---------- Material provided

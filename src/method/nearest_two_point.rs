/*
 * Copyright (c) 2021-2021 Thomas Kramer.
 *
 * This file is part of regrid
 * (a fork of https://codeberg.org/libreda/interp).
 *
 * This program is free software: you can redistribute it and/or modify
 * it under the terms of the GNU General Public License as published by
 * the Free Software Foundation, either version 3 of the License, or
 * (at your option) any later version.
 *
 * This program is distributed in the hope that it will be useful,
 * but WITHOUT ANY WARRANTY; without even the implied warranty of
 * MERCHANTABILITY or FITNESS FOR A PARTICULAR PURPOSE.  See the
 * GNU General Public License for more details.
 *
 * You should have received a copy of the GNU General Public License
 * along with this program. If not, see <http://www.gnu.org/licenses/>.
 */


//! Local linear fit through the two known points nearest to each query.
//!
//! Unlike piecewise linear interpolation the pair is chosen by distance alone, so
//! the two points may lie on the same side of the query.

use crate::error::MethodNotApplicable;
use crate::sorted_by_x;

pub(super) fn interpolate(x_known: &[f64], y_known: &[f64], x_query: &[f64]) -> Result<Vec<f64>, MethodNotApplicable> {
    if x_known.is_empty() {
        return Err(MethodNotApplicable::TooFewPoints { required: 1, got: 0 });
    }
    let (x, y) = sorted_by_x(x_known, y_known);

    Ok(x_query.iter().map(|&q| eval(&x, &y, q)).collect())
}

/// Index of the smallest distance to `q`, skipping `exclude`. The first one wins on ties.
fn closest(x: &[f64], q: f64, exclude: Option<usize>) -> Option<usize> {
    let mut best: Option<(usize, f64)> = None;
    for (i, &xi) in x.iter().enumerate() {
        if Some(i) == exclude {
            continue;
        }
        let d = (xi - q).abs();
        match best {
            Some((_, bd)) if bd <= d => {}
            _ => best = Some((i, d)),
        }
    }
    best.map(|(i, _)| i)
}

fn eval(x: &[f64], y: &[f64], q: f64) -> f64 {
    let i1 = match closest(x, q, None) {
        Some(i) => i,
        None => return f64::NAN,
    };
    let i2 = match closest(x, q, Some(i1)) {
        Some(i) => i,
        None => return y[i1],
    };

    let (x1, x2) = (x[i1], x[i2]);
    let (y1, y2) = (y[i1], y[i2]);
    if x1 == x2 {
        y1
    } else {
        y1 + (y2 - y1) * (q - x1) / (x2 - x1)
    }
}

#[test]
fn test_single_point_is_constant() {
    let v = interpolate(&[2.0], &[7.0], &[0.0, 2.0, 5.0]).unwrap();
    assert_eq!(v, vec![7.0, 7.0, 7.0]);
}

#[test]
fn test_pair_is_chosen_by_distance() {
    let x = [0.0, 1.0, 2.0, 10.0];
    let y = [0.0, 1.0, 4.0, 100.0];

    // 2.4: nearest 2.0, then 1.0 (the segment 2..10 is not used).
    let v = interpolate(&x, &y, &[2.4]).unwrap();
    assert!((v[0] - (4.0 + 3.0 * 0.4)).abs() < 1e-12);

    // Beyond the range the two last points are extrapolated.
    let v = interpolate(&x, &y, &[12.0]).unwrap();
    let slope = (4.0 - 100.0) / (2.0 - 10.0);
    assert!((v[0] - (100.0 + slope * 2.0)).abs() < 1e-9);
}

#[test]
fn test_equidistant_prefers_lower_index() {
    // 1.5 is equidistant from 1 and 2: 1 is picked first, then 2.
    let v = interpolate(&[1.0, 2.0, 3.0], &[10.0, 20.0, 90.0], &[1.5]).unwrap();
    assert_eq!(v, vec![15.0]);
}

#[test]
fn test_duplicate_abscissae_return_first_value() {
    let v = interpolate(&[1.0, 1.0, 5.0], &[3.0, 4.0, 9.0], &[0.0]).unwrap();
    assert_eq!(v, vec![3.0]);
}
use ratatui::Frame;
use ratatui::layout::{Constraint, Rect};
use ratatui::style::{Color, Style, Stylize};
use ratatui::widgets::{Block, Cell, HighlightSpacing, Row, Table, TableState};
use roster::{TrainerId, TrainerRecord};
use tabled::builder::Builder as TabledBuilder;

/// What one row of the trainer list shows.
#[derive(Clone, Debug, PartialEq, Eq)]
pub struct TrainerRow {
    pub id: TrainerId,
    pub name: String,
    pub skills: Vec<String>,
    pub pricing: String,
    pub availability: String,
    pub willing_to_travel: bool,
}

impl TrainerRow {
    pub fn from_record(record: &TrainerRecord) -> Self {
        Self {
            id: record.id,
            name: record.name.clone(),
            skills: record.skills.clone(),
            pricing: record.pricing.summary(),
            availability: record.availability.clone(),
            willing_to_travel: record.willing_to_travel(),
        }
    }

    /// Skills as inline tags: `[Yoga] [Pilates]`.
    pub fn skill_tags(&self) -> String {
        self.skills
            .iter()
            .map(|s| format!("[{s}]"))
            .collect::<Vec<_>>()
            .join(" ")
    }

    pub fn travel_label(&self) -> &'static str {
        if self.willing_to_travel { "Yes" } else { "No" }
    }

    /// The row as one line, e.g.
    /// `Jane | [Yoga] | $50/hr | $300/day | Mon-Fri | No`.
    pub fn to_line(&self) -> String {
        format!(
            "{} | {} | {} | {} | {}",
            self.name,
            self.skill_tags(),
            self.pricing,
            self.availability,
            self.travel_label()
        )
    }
}

/// Projects every record, in input order.
pub fn rows(records: &[TrainerRecord]) -> Vec<TrainerRow> {
    records.iter().map(TrainerRow::from_record).collect()
}

/// The list as a plain text table for the command line.
pub fn text_table(records: &[TrainerRecord]) -> String {
    let mut builder = TabledBuilder::default();
    builder.push_record(["ID", "Name", "Skills", "Pricing", "Availability", "Travel"]);
    for row in rows(records) {
        builder.push_record([
            row.id.to_string(),
            row.name.clone(),
            row.skill_tags(),
            row.pricing.clone(),
            row.availability.clone(),
            row.travel_label().to_string(),
        ]);
    }
    builder.build().to_string()
}

/// The trainer table with a row cursor. Activating the cursor row
/// yields that row's full record.
#[derive(Default)]
pub struct TrainerListView {
    records: Vec<TrainerRecord>,
    state: TableState,
}

impl TrainerListView {
    pub fn new(records: Vec<TrainerRecord>) -> Self {
        let mut view = Self {
            records,
            state: TableState::default(),
        };
        if !view.records.is_empty() {
            view.state.select(Some(0));
        }
        view
    }

    pub fn records(&self) -> &[TrainerRecord] {
        &self.records
    }

    /// Swaps in a fresh copy of the roster, keeping the cursor in range.
    pub fn refresh(&mut self, records: Vec<TrainerRecord>) {
        self.records = records;
        let selected = match (self.state.selected(), self.records.len()) {
            (_, 0) => None,
            (Some(i), len) => Some(i.min(len - 1)),
            (None, _) => Some(0),
        };
        self.state.select(selected);
    }

    pub fn move_up(&mut self) {
        if let Some(i) = self.state.selected() {
            self.state.select(Some(i.saturating_sub(1)));
        }
    }

    pub fn move_down(&mut self) {
        if let Some(i) = self.state.selected() {
            self.state.select(Some((i + 1).min(self.records.len().saturating_sub(1))));
        }
    }

    pub fn highlighted(&self) -> Option<&TrainerRecord> {
        self.state.selected().and_then(|i| self.records.get(i))
    }

    /// Activates the cursor row.
    pub fn activate(&self) -> Option<TrainerRecord> {
        self.highlighted().cloned()
    }

    pub fn render(&mut self, frame: &mut Frame, area: Rect, block: Block) {
        let header = Row::new(["Name", "Skills", "Pricing", "Availability", "Travel"]).bold();
        let body = rows(&self.records).into_iter().map(|row| {
            Row::new([
                Cell::from(row.name.clone()),
                Cell::from(row.skill_tags()),
                Cell::from(row.pricing.clone()),
                Cell::from(row.availability.clone()),
                Cell::from(row.travel_label()),
            ])
        });

        let table = Table::new(
            body,
            [
                Constraint::Fill(2),
                Constraint::Fill(3),
                Constraint::Length(20),
                Constraint::Fill(2),
                Constraint::Length(6),
            ],
        )
        .header(header)
        .block(block)
        .row_highlight_style(Style::new().fg(Color::Black).bg(Color::White))
        .highlight_symbol(">")
        .highlight_spacing(HighlightSpacing::Always);

        frame.render_stateful_widget(table, area, &mut self.state);
    }
}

--------------------

- Work item -
Give an exact copy of the lines above, from the top of the records to the line that contains "as published by", taking in both ends.

- Finished task -
filename src/method/nearest_two_point.rs
/*
 * Copyright (c) 2021-2021 Thomas Kramer.
 *
 * This file is part of regrid
 * (a fork of https://codeberg.org/libreda/interp).
 *
 * This program is free software: you can redistribute it and/or modify
 * it under the terms of the GNU General Public License as published by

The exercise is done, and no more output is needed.